Ne è derivata una diffusa tendenza a definire plebiscitariamente l’agenda di governo, per obbligarla ad affrontare alcuni temi o ad escluderne altri.

Data la mancata resistenza alle nuove tendenze, il popolo dei social non si è più limitato a voler esprimere giudizi preventivi sulla bontà di un governo o sulle sue possibili iniziative, ma, considerando appunto governo e parlamento una sorta di relitto storico, si è posto l’obiettivo di indirizzare direttamente i comportamenti della società. Si tratta di un fenomeno ben noto da noi, ma che ha assunto una piega ben più virulenta ad esempio nel mondo anglosassone, dove la potenza mediatica è così forte da porre addirittura all’indice e ai margini della società chi non si adegua.


Vengono riscritte opere letterarie solo perché descrivono le caratteristiche fisiche dei loro personaggi, si impedisce la rappresentazione di opere liriche solo perché descrivono costumi disinvolti di categorie di persone, si bandiscono dall’insegnamento classici di autori che hanno illustrato la realtà dei loro tempi. Fino a sospendere nelle scuole dello Utah la lettura della Bibbia per il suo contenuto troppo violento. Sino a giungere a mettere in discussione la nostra civiltà ad opera della “cancel culture”. 

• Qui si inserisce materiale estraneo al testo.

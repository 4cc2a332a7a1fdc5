use anyhow::{Context, Result};
use rhythm_lib::{FrameOutput, SourceFrame, Touches, TraceWriter};
use std::{
    fs::{self, File},
    io::BufWriter,
    path::{Path, PathBuf},
};

/// Layout of the output folder.
#[derive(Debug)]
pub struct Output {
    root: PathBuf,
    encoded: PathBuf,
    stats: PathBuf,
}

impl Output {
    pub fn create(root: &Path) -> Result<Self> {
        let this = Self {
            root: root.to_path_buf(),
            encoded: root.join("encoded"),
            stats: root.join("stats"),
        };

        for dir in [&this.root, &this.encoded, &this.stats].iter() {
            fs::create_dir_all(dir)
                .with_context(|| format!("Couldn't create folder: {}", dir.display()))?;
        }

        Ok(this)
    }

    pub fn save_frame(&self, frame: &SourceFrame, out: &FrameOutput) -> Result<()> {
        let decoded = self.root.join(&frame.name);

        out.decoded
            .save(&decoded)
            .with_context(|| format!("Couldn't save frame: {}", decoded.display()))?;

        if out.encoded.height() == 0 {
            tracing::warn!(frame = %frame.name, "nothing captured; encoded frame not saved");
        } else {
            let encoded = self.encoded.join(&frame.name);

            out.encoded
                .save(&encoded)
                .with_context(|| format!("Couldn't save encoded frame: {}", encoded.display()))?;
        }

        self.save_stats(&frame.stats_name, &out.stats.write, &out.stats.read)
    }

    pub fn save_stats(&self, name: &str, write: &Touches, read: &Touches) -> Result<()> {
        let path = self.stats.join(name);

        fs::write(&path, render_stats(write, read))
            .with_context(|| format!("Couldn't save statistics: {}", path.display()))
    }

    /// Opens `<output>/trace.txt` for streaming trace records into.
    pub fn trace_writer(&self) -> Result<TraceWriter<BufWriter<File>>> {
        let path = self.root.join("trace.txt");
        let file = File::create(&path)
            .with_context(|| format!("Couldn't create trace: {}", path.display()))?;

        Ok(TraceWriter::new(BufWriter::new(file)))
    }
}

fn render_stats(write: &Touches, read: &Touches) -> String {
    let total = *write + *read;
    let mut csv = String::from("kind,megabytes,pixel_touches,bitmask_touches,row_offset_touches\n");

    for (kind, touches) in [("write", write), ("read", read), ("total", &total)].iter() {
        csv += &format!(
            "{},{},{},{},{}\n",
            kind,
            touches.megabytes(),
            touches.pixels,
            touches.bitmask,
            touches.row_offsets
        );
    }

    csv
}

#[cfg(test)]
mod tests {
    use super::*;

    #[test]
    fn stats_have_write_read_and_total_rows() {
        let write = Touches {
            pixels: 1_000_000,
            bitmask: 0,
            row_offsets: 0,
        };

        let read = Touches {
            pixels: 0,
            bitmask: 4,
            row_offsets: 1,
        };

        assert_eq!(
            render_stats(&write, &read),
            "kind,megabytes,pixel_touches,bitmask_touches,row_offset_touches\n\
             write,3,1000000,0,0\n\
             read,0.000004,0,4,1\n\
             total,3.000004,1000000,4,1\n"
        );
    }
}
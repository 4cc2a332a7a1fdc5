use crate::*;
use ::image::Rgb;

/// Location of a pixel inside a packed capture.
#[derive(Clone, Copy, Debug, PartialEq, Eq)]
pub struct Position {
    pub row: u32,
    pub col: u32,
}

impl Position {
    pub fn index(&self, width: u32) -> usize {
        (self.row as usize) * (width as usize) + (self.col as usize)
    }
}

impl CaptureSlot {
    /// Finds where the block at `row`/`col` lives in the packed capture:
    /// the row's offset plus two pixels per regional block to its left.
    ///
    /// Strided blocks aren't packed, so for them this points at whatever
    /// regional pixels follow.
    pub fn locate(&self, row: u32, col: u32) -> Position {
        let preceding = self.bitmask[row as usize][..col as usize]
            .iter()
            .filter(|&&class| class == BlockClass::Regional)
            .count();

        let idx = self.row_offsets[row as usize] + preceding * (BLOCK_WIDTH as usize);
        let width = self.width as usize;

        Position {
            row: (idx / width) as u32,
            col: (idx % width) as u32,
        }
    }

    /// Pixel pair starting at `pos`, if the capture holds it.
    pub fn pair_at(&self, pos: Position) -> Option<[Rgb<u8>; 2]> {
        let idx = pos.index(self.width);

        Some([*self.pixels.get(idx)?, *self.pixels.get(idx + 1)?])
    }
}

/// Rebuilds the newest frame of `buffer`, reporting each read to `sink`.
///
/// Skipped blocks whose pixels no earlier capture holds stay black.
pub fn decode<S: TouchSink>(
    ctxt: FrameCtxt<'_>,
    buffer: &RollingCaptureBuffer,
    sink: &mut S,
) -> (RgbImage, Touches) {
    let FrameCtxt { params, map, frame } = ctxt;
    let mut out = RgbImage::new(params.width, params.height);
    let mut touches = Touches::default();

    let current = match buffer.current() {
        Some(current) => current,
        None => return (out, touches),
    };

    let blocks = params.blocks();

    for row in 0..params.height {
        // Row offsets and bitmask rows of every slot are fetched up front.
        for slot in 0..SLOTS {
            sink.touch(map.row_offset(frame + slot, row), Direction::Read);
        }

        for slot in 0..SLOTS {
            for col in 0..blocks {
                sink.touch(map.class(frame + slot, row, col), Direction::Read);
            }
        }

        touches.row_offsets += buffer.len() as u64;
        touches.bitmask += (buffer.len() as u64) * (blocks as u64);

        for col in 0..blocks {
            let x = params.block_x0(col);

            let source = match current.class(row, col) {
                BlockClass::Background => {
                    out.put_pixel(x, row, ZERO);
                    out.put_pixel(x + 1, row, ZERO);
                    None
                }

                BlockClass::Regional | BlockClass::Strided => Some((0, current)),

                BlockClass::Skipped => buffer
                    .previous()
                    .find(|(_, slot)| slot.class(row, col).is_stored()),
            };

            let (age, slot) = match source {
                Some(source) => source,
                None => continue,
            };

            let pos = slot.locate(row, col);

            if let Some([left, right]) = slot.pair_at(pos) {
                let owner = frame.wrapping_sub(age as u64);

                sink.touch(map.pixel(owner, pos.index(params.width) as u64), Direction::Read);
                out.put_pixel(x, row, left);
                out.put_pixel(x + 1, row, right);
                touches.pixels += 2;
            }
        }
    }

    (out, touches)
}
use crate::*;
use std::collections::VecDeque;

/// How many frames the decoder can look back through, current one included.
pub const DEPTH: usize = 4;

/// Most recent captures, newest first.
#[derive(Clone, Debug, Default)]
pub struct RollingCaptureBuffer {
    slots: VecDeque<CaptureSlot>,
}

impl RollingCaptureBuffer {
    /// Inserts `slot` as the newest capture, evicting the oldest one past
    /// [`DEPTH`].
    pub fn push(&mut self, slot: CaptureSlot) {
        self.slots.push_front(slot);

        if self.slots.len() > DEPTH {
            self.slots.pop_back();
            tracing::trace!("evicted oldest capture");
        }
    }

    /// The newest capture.
    pub fn current(&self) -> Option<&CaptureSlot> {
        self.slots.front()
    }

    /// Slot `age` frames back from the newest one.
    pub fn get(&self, age: usize) -> Option<&CaptureSlot> {
        self.slots.get(age)
    }

    /// Earlier captures, most recent first, paired with their age.
    pub fn previous(&self) -> impl Iterator<Item = (usize, &CaptureSlot)> + '_ {
        self.slots.iter().enumerate().skip(1)
    }

    pub fn len(&self) -> usize {
        self.slots.len()
    }

    pub fn is_empty(&self) -> bool {
        self.slots.is_empty()
    }
}
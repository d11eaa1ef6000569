//! Legacy SSRC-group simulcast mangling
//!
//! Rewrites a local description so that it advertises three simulcast
//! layers (`a=ssrc-group:SIM 1 2 3`) fed by the first local video track.
//! Only engines that understand the `x-google-flag:conference` extension
//! honor the result.

use crate::media::MediaStream;
use tracing::{debug, warn};

const FID_GROUP_PREFIX: &str = "a=ssrc-group:FID";
const SIMULCAST_SSRCS: [u32; 3] = [1, 2, 3];

/// SDP line-list transform that appends a simulcast SSRC block
#[derive(Debug, Clone, Copy)]
pub struct SimulcastMangler {
    supported: bool,
}

impl SimulcastMangler {
    /// `supported` reflects whether the connection honors legacy SSRC groups
    pub fn new(supported: bool) -> Self {
        Self { supported }
    }

    /// Mangle `sdp` for `stream`
    ///
    /// The first `a=ssrc-group:FID` line and every line after it are
    /// dropped, then the simulcast block is appended. Unsupported engines
    /// and streams without a video track get `sdp` back unchanged.
    pub fn mangle(&self, sdp: &str, stream: &MediaStream) -> String {
        if !self.supported {
            warn!("Simulcast is only available with legacy SSRC-group support, leaving SDP untouched");
            return sdp.to_string();
        }

        let Some(block) = simulcast_block(stream) else {
            warn!(stream_id = %stream.id(), "No video track available for simulcast, leaving SDP untouched");
            return sdp.to_string();
        };

        let mut lines: Vec<&str> = sdp.lines().filter(|line| !line.is_empty()).collect();
        if let Some(cut) = lines.iter().position(|line| line.starts_with(FID_GROUP_PREFIX)) {
            debug!("Dropping {} SDP lines from the FID group onward", lines.len() - cut);
            lines.truncate(cut);
        }

        let mut out = String::with_capacity(sdp.len() + 512);
        for line in lines.iter().copied().chain(block.iter().map(String::as_str)) {
            out.push_str(line);
            out.push_str("\r\n");
        }
        out
    }
}

fn simulcast_block(stream: &MediaStream) -> Option<Vec<String>> {
    let track = stream.video_tracks().into_iter().next()?;
    let stream_id = stream.id();
    let track_id = track.id();

    let ssrc_list = SIMULCAST_SSRCS
        .iter()
        .map(u32::to_string)
        .collect::<Vec<_>>()
        .join(" ");

    let mut block = vec![
        "a=x-google-flag:conference".to_string(),
        format!("a=ssrc-group:SIM {}", ssrc_list),
    ];
    for ssrc in SIMULCAST_SSRCS {
        block.push(format!("a=ssrc:{} cname:localVideo", ssrc));
        block.push(format!("a=ssrc:{} msid:{} {}", ssrc, stream_id, track_id));
        block.push(format!("a=ssrc:{} mslabel:{}", ssrc, stream_id));
        block.push(format!("a=ssrc:{} label:{}", ssrc, track_id));
    }
    Some(block)
}

#[cfg(test)]
mod tests {
    use super::*;
    use crate::media::{MediaKind, MediaTrack};

    const SDP: &str = "v=0\r\n\
o=- 1 2 IN IP4 127.0.0.1\r\n\
s=-\r\n\
m=video 9 UDP/TLS/RTP/SAVPF 96 97\r\n\
a=rtpmap:96 VP8/90000\r\n\
a=ssrc-group:FID 1111 2222\r\n\
a=ssrc:1111 cname:abc\r\n\
a=ssrc:2222 cname:abc\r\n";

    fn video_stream() -> MediaStream {
        MediaStream::with_id(
            "stream-a",
            vec![MediaTrack::with_id("track-v", MediaKind::Video, "camera")],
        )
    }

    #[test]
    fn test_unsupported_leaves_sdp() {
        let out = SimulcastMangler::new(false).mangle(SDP, &video_stream());
        assert_eq!(out, SDP);
    }

    #[test]
    fn test_no_video_track_leaves_sdp() {
        let stream = MediaStream::with_id(
            "stream-a",
            vec![MediaTrack::with_id("track-a", MediaKind::Audio, "mic")],
        );
        let out = SimulcastMangler::new(true).mangle(SDP, &stream);
        assert_eq!(out, SDP);
    }

    #[test]
    fn test_cuts_at_fid_group_and_appends_block() {
        let out = SimulcastMangler::new(true).mangle(SDP, &video_stream());

        assert!(!out.contains("ssrc-group:FID"));
        assert!(!out.contains("a=ssrc:1111"));
        assert!(out.starts_with("v=0\r\n"));
        assert!(out.contains("a=rtpmap:96 VP8/90000\r\na=x-google-flag:conference\r\n"));
        assert!(out.contains("a=ssrc-group:SIM 1 2 3\r\n"));
        for ssrc in 1..=3 {
            assert!(out.contains(&format!("a=ssrc:{} cname:localVideo\r\n", ssrc)));
            assert!(out.contains(&format!("a=ssrc:{} msid:stream-a track-v\r\n", ssrc)));
            assert!(out.contains(&format!("a=ssrc:{} mslabel:stream-a\r\n", ssrc)));
            assert!(out.contains(&format!("a=ssrc:{} label:track-v\r\n", ssrc)));
        }
        assert!(out.ends_with("a=ssrc:3 label:track-v\r\n"));
    }

    #[test]
    fn test_without_fid_group_keeps_all_lines() {
        let sdp = "v=0\r\nm=video 9 UDP/TLS/RTP/SAVPF 96\r\n";
        let out = SimulcastMangler::new(true).mangle(sdp, &video_stream());
        assert!(out.starts_with(sdp));
        assert_eq!(out.lines().count(), 2 + 2 + 12);
    }

    #[test]
    fn test_lf_only_input_is_normalized() {
        let sdp = "v=0\nm=video 9 UDP/TLS/RTP/SAVPF 96\na=ssrc-group:FID 1 2\n";
        let out = SimulcastMangler::new(true).mangle(sdp, &video_stream());
        assert!(out.starts_with("v=0\r\nm=video 9 UDP/TLS/RTP/SAVPF 96\r\na=x-google-flag"));
    }
}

Abbattere le statue di Cristoforo Colombo per espiare le colpe della sottomissione dei nativi americani significa far finta di ignorare che le civiltà si sviluppano anche attraverso aspri conflitti, che, per quanto deprecabili, non si possono cancellare, perché fanno parte del passato.


Non possiamo nasconderci le conseguenze politiche ed istituzionali di questa nuova realtà. Ne è derivata la sostanziale disapplicazione del principio contenuto nelle moderne costituzioni, in base al quale il potere è affidato a chi consegue la maggioranza dei consensi elettorali, per essere consegnato nelle mani dei pochi che sono in grado di influenzare giorno dopo giorno, le opinioni e i comportamenti dei molti. Silenziosamente la sovranità popolare ha abdicato per aprire la strada ad un sistema che dà potere a chi rappresenta solo se stesso. Nell’illusione di contare più di prima, il comune cittadino è abbandonato alla solitudine che deriva dall’impossibilità di potersi riconoscere in un contesto omogeneo, sia quello di un’idea politica, sia di una realtà culturale, sia di un modello di civiltà. 
In questo quadro, non poteva mancare la ciliegina sulla torta: la Commissione Europea ha proposto ultimamente la creazione di un organismo etico indipendente per valutare la compatibilità etica delle persone che vengono a contatto con le istituzioni comunitarie. Con buona pace di chi pensava che lo Stato etico fosse una prerogativa dei regimi totalitari.